EXERCISE REQUIREMENTS :: Say only the number of lines in the entries below that contain "accumulators".

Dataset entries
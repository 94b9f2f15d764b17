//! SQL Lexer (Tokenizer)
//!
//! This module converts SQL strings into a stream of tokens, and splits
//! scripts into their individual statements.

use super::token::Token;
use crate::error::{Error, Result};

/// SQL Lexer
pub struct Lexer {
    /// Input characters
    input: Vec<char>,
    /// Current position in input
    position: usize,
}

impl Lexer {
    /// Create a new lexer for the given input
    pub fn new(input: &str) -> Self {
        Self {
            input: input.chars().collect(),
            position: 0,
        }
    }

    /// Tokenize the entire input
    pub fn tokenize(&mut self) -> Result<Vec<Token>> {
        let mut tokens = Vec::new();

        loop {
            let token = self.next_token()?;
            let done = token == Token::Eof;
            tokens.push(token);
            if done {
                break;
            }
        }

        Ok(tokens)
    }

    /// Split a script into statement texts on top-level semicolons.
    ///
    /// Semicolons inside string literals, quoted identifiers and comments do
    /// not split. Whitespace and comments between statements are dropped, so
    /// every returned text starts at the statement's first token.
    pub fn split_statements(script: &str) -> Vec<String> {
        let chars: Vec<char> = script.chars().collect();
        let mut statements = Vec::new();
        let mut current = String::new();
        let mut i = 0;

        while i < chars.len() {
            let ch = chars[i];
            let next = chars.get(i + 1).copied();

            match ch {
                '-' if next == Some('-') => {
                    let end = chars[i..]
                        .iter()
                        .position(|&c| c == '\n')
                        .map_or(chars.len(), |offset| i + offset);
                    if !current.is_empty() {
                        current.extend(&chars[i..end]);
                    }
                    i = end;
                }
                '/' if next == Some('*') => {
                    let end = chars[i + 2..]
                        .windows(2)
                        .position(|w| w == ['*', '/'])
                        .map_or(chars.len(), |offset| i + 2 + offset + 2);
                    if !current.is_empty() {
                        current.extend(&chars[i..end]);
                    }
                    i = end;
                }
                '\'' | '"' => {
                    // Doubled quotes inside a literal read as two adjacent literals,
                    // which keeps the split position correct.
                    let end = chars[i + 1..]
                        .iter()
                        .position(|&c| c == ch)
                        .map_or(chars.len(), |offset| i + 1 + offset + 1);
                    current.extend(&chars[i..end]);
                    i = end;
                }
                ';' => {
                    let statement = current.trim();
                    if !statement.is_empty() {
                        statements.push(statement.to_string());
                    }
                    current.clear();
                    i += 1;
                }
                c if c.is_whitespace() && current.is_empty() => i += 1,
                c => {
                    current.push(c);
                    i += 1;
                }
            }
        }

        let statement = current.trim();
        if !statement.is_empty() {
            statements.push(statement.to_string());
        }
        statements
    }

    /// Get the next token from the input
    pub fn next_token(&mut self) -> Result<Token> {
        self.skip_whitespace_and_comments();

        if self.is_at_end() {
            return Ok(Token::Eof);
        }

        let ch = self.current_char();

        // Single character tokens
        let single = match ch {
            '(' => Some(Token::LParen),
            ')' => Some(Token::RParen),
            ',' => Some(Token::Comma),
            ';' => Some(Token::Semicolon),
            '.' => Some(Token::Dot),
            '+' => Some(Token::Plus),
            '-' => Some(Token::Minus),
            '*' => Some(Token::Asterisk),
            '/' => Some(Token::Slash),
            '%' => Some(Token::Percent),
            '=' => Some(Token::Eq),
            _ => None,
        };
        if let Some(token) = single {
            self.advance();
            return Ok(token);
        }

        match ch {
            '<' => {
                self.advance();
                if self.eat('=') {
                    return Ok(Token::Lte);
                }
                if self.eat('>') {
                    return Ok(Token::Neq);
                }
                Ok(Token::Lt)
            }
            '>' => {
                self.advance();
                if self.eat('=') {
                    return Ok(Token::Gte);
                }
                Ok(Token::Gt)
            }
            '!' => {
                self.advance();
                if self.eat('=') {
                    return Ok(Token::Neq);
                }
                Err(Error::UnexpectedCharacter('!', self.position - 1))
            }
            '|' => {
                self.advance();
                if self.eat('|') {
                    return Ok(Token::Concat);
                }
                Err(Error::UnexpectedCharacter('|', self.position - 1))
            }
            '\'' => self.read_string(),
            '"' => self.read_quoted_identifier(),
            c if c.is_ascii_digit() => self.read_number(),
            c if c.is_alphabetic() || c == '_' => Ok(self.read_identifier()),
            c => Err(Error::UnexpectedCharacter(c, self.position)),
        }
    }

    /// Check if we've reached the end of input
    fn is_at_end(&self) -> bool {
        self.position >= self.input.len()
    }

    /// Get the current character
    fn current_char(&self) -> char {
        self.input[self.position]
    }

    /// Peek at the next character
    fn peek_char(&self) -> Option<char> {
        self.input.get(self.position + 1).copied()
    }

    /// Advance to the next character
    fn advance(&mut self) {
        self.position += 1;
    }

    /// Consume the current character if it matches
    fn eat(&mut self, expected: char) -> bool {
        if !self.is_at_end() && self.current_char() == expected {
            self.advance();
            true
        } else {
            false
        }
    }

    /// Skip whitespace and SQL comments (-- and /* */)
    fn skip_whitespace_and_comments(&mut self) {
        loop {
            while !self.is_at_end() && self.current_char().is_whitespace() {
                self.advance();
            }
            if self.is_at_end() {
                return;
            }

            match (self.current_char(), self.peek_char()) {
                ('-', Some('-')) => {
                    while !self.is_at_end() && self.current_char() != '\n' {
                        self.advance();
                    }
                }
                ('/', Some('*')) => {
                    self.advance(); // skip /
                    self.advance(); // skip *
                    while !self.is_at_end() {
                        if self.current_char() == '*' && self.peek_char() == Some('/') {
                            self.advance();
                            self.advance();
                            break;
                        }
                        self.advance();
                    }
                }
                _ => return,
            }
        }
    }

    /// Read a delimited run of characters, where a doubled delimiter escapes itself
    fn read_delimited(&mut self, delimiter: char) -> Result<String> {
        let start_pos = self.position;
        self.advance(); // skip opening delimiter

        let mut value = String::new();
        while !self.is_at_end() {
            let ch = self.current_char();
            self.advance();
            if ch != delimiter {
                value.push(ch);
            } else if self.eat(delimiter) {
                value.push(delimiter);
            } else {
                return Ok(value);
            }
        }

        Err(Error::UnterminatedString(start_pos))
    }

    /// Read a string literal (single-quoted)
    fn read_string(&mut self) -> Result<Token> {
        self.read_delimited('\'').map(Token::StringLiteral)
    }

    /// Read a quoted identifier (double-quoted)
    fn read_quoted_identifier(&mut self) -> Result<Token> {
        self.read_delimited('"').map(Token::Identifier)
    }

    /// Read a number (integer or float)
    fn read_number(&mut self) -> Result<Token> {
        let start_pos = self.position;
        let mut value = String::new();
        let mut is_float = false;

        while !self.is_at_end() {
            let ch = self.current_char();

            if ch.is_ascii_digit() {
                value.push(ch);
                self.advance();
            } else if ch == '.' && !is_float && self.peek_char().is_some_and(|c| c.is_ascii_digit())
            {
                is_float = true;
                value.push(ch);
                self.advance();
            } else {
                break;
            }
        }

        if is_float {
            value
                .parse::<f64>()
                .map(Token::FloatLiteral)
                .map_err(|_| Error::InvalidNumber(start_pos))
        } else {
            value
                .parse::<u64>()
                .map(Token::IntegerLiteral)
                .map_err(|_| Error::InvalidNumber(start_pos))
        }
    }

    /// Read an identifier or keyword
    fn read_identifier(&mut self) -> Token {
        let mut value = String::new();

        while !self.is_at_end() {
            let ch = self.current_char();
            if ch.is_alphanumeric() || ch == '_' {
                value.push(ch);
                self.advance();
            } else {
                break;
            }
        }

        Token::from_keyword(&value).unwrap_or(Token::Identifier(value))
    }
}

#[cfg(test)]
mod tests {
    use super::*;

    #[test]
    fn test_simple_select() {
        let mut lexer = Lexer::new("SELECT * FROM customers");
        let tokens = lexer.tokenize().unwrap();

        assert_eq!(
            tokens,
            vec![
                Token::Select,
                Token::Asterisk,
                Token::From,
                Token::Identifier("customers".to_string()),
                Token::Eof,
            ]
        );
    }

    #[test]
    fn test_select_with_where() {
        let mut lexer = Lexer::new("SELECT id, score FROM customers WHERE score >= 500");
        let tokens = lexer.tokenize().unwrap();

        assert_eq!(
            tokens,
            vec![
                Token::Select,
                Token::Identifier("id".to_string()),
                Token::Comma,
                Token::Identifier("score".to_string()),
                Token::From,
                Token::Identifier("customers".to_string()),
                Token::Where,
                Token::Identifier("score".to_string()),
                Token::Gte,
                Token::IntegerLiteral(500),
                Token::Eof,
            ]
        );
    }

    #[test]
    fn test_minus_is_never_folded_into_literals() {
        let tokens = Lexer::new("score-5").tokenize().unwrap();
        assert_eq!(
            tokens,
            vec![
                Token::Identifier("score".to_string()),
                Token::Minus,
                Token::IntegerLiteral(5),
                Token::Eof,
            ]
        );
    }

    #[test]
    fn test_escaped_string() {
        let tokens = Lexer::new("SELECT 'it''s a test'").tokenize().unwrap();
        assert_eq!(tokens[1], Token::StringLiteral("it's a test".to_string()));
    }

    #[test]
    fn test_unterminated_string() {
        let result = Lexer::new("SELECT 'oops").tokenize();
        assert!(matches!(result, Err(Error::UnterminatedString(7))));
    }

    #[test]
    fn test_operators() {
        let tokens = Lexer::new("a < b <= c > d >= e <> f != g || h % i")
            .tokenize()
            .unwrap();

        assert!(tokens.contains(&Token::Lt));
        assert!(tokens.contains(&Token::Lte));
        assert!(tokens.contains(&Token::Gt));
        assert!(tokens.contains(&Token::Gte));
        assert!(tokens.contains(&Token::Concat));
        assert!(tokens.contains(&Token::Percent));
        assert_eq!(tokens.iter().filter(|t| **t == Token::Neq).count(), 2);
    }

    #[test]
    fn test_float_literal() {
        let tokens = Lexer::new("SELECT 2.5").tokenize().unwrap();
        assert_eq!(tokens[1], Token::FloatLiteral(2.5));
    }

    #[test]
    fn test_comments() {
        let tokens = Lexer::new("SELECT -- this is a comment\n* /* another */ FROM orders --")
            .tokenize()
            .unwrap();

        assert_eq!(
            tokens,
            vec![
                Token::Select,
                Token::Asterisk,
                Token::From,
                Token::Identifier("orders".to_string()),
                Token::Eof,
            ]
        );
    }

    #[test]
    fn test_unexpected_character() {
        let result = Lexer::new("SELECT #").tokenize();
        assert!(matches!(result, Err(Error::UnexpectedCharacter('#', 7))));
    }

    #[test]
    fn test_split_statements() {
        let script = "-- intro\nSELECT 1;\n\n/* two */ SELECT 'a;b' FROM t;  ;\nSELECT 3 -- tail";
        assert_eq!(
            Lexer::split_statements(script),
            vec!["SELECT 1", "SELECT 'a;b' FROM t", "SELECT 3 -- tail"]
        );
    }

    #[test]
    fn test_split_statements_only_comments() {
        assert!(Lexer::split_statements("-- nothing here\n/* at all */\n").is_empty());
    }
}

* * *

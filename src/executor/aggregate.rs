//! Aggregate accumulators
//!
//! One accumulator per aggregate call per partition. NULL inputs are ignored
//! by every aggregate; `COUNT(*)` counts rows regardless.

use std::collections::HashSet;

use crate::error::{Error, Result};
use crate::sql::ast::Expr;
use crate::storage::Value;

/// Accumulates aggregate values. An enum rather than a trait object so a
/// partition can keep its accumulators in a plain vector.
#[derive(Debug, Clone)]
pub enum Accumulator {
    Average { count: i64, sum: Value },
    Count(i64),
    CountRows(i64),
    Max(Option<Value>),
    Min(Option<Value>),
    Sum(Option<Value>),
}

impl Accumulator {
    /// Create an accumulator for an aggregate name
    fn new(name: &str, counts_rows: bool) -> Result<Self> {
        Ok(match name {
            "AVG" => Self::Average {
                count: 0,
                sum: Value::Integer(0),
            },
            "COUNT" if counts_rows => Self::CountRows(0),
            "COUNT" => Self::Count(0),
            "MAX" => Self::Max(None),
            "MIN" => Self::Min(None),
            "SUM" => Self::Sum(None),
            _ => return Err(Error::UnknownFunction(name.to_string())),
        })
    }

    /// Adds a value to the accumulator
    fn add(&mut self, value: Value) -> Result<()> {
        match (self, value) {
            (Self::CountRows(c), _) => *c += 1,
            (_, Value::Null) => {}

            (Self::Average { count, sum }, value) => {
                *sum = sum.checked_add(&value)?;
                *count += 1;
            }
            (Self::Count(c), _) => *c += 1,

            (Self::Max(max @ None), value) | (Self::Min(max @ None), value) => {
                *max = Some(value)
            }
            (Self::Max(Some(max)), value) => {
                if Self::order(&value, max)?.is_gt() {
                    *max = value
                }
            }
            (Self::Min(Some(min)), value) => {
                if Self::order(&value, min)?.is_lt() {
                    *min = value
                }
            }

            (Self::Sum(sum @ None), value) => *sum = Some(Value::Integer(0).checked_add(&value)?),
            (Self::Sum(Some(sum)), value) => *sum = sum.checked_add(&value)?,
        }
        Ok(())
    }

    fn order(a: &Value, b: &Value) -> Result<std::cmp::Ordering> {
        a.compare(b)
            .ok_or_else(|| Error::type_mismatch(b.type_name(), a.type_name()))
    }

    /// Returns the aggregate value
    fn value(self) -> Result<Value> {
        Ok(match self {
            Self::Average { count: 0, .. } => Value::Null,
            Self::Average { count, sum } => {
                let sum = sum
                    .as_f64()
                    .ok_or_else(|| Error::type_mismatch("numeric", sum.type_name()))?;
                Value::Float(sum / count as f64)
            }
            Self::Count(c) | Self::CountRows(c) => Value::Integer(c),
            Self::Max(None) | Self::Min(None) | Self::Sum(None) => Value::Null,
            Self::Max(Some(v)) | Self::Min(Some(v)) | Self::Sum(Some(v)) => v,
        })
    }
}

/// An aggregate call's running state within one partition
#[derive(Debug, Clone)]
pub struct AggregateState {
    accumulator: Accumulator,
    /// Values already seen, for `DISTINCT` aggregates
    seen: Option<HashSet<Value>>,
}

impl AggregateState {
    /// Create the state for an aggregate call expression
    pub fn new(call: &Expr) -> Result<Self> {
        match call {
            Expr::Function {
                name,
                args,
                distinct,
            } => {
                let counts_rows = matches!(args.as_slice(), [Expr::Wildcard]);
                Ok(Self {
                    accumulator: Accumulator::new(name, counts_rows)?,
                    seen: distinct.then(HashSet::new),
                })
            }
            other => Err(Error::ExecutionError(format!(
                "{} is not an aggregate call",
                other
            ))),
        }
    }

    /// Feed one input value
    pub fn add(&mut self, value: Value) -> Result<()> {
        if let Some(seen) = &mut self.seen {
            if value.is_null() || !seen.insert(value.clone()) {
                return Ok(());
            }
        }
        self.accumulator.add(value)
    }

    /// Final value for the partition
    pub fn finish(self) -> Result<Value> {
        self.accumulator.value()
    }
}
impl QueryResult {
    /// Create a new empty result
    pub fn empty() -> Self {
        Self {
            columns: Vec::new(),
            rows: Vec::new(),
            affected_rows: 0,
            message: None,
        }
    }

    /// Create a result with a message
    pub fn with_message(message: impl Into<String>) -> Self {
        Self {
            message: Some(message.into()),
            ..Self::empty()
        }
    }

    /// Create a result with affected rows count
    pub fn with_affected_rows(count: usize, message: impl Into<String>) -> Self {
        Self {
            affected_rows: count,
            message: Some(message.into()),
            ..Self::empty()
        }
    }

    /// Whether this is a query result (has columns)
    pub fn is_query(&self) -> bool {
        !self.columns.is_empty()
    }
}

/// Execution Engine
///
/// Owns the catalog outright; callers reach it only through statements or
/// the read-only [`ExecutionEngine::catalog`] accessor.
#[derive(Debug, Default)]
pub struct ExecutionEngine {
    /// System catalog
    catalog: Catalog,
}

==

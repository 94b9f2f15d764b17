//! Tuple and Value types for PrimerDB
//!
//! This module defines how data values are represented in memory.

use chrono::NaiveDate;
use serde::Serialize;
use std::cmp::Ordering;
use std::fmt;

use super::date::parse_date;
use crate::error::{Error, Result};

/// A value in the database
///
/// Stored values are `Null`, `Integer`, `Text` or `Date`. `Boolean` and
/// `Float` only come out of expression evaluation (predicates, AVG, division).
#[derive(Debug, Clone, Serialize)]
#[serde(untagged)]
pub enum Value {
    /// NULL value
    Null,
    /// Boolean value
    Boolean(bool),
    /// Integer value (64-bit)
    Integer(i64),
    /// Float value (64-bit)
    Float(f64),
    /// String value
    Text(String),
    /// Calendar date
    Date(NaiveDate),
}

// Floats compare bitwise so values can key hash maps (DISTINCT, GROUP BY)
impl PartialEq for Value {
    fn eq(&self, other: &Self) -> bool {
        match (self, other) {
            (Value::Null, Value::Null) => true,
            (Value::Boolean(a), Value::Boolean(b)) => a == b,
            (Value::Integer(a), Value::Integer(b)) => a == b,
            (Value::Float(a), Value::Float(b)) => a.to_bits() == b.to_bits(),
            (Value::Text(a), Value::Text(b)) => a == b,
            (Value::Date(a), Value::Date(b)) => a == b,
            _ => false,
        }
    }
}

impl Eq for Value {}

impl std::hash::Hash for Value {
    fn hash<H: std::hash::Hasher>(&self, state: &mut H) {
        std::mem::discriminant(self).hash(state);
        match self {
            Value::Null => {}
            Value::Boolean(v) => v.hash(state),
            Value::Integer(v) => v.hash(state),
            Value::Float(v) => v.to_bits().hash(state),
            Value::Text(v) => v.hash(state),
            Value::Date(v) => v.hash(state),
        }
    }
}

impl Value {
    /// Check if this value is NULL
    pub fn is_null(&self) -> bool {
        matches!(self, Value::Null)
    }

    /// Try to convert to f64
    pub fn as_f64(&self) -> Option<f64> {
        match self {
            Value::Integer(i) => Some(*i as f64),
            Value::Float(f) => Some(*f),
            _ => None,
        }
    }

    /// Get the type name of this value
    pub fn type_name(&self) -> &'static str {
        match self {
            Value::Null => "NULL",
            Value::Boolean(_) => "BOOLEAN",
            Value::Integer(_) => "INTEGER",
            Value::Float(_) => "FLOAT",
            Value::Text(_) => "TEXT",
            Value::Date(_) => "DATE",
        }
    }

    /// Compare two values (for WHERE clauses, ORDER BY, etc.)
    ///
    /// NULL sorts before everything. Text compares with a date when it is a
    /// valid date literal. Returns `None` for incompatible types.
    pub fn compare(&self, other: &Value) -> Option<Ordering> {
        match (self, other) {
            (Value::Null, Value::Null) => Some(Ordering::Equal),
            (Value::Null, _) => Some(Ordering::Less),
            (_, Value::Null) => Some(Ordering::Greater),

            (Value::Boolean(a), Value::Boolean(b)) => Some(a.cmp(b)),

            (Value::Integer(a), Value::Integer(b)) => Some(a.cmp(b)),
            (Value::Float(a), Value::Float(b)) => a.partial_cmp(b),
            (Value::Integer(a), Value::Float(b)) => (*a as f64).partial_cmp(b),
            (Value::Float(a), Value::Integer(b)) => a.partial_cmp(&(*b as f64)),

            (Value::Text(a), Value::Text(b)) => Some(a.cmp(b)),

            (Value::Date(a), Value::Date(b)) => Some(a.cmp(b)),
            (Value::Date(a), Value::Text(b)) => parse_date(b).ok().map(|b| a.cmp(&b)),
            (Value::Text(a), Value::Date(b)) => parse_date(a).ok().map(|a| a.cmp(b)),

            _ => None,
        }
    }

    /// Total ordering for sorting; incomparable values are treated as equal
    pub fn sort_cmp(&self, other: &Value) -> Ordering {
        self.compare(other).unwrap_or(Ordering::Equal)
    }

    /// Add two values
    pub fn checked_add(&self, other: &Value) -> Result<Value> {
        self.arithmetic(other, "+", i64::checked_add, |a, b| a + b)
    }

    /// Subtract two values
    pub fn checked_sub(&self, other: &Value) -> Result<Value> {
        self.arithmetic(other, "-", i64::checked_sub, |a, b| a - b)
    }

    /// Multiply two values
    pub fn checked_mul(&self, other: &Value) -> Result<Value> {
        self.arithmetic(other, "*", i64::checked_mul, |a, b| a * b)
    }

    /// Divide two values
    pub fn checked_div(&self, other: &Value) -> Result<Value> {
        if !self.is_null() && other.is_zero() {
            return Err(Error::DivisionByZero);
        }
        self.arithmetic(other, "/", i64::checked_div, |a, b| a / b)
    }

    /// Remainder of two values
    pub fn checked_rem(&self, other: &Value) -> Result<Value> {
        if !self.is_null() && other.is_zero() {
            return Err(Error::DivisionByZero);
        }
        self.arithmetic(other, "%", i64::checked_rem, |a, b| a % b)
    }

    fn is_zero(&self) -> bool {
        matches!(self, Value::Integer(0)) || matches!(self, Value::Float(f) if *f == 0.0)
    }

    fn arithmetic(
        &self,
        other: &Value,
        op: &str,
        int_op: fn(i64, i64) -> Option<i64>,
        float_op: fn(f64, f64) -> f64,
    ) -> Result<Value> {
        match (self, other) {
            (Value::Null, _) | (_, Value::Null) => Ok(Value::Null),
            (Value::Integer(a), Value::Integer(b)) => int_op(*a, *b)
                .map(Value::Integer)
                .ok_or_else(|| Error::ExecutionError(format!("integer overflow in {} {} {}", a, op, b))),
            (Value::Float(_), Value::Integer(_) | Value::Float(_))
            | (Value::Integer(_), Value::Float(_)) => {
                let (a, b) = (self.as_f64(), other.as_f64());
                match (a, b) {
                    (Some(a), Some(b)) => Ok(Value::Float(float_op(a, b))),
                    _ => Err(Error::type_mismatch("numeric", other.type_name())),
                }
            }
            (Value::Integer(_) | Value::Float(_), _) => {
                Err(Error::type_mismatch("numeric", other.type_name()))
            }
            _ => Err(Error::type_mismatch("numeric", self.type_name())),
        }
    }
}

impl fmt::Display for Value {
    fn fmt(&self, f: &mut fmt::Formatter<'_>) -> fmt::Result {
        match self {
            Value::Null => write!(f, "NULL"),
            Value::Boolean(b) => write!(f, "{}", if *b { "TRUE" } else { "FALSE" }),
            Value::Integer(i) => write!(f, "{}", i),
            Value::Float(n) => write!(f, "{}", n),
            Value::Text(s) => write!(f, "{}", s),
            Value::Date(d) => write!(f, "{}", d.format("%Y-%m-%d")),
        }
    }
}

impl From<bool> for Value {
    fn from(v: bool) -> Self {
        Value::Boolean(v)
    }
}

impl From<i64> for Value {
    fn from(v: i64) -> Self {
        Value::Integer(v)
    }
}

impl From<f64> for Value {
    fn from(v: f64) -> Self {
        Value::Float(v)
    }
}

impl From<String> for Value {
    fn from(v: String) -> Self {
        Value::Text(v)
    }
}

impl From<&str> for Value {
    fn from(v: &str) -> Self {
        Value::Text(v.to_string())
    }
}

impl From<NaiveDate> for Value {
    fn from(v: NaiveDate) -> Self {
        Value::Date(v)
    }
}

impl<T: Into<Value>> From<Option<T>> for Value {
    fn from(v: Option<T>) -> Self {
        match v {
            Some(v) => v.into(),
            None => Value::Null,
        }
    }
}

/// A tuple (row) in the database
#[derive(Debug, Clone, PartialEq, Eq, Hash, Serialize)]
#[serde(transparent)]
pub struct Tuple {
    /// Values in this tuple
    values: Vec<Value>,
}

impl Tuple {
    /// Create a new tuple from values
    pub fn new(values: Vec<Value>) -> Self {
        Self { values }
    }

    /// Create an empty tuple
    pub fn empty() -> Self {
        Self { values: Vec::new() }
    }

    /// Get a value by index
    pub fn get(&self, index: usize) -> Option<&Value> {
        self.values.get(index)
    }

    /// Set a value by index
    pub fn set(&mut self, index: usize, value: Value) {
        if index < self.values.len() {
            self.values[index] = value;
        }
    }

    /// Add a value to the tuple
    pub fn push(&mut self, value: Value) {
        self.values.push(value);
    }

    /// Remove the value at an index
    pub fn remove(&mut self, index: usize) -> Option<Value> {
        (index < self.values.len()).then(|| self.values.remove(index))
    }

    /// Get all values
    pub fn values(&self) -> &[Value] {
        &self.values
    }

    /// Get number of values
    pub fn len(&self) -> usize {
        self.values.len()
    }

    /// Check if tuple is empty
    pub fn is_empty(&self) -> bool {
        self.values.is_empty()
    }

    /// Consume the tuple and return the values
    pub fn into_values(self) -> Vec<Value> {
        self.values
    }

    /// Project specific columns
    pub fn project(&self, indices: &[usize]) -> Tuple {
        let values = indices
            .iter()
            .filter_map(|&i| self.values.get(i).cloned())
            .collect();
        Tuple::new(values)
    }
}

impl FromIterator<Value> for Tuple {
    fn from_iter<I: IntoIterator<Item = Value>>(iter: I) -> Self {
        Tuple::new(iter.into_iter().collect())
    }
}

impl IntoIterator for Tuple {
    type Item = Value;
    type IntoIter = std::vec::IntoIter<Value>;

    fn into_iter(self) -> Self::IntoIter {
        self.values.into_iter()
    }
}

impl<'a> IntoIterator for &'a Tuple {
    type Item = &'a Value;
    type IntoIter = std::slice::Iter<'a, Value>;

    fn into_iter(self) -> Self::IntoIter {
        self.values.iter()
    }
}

TASK OUTPUT :: 2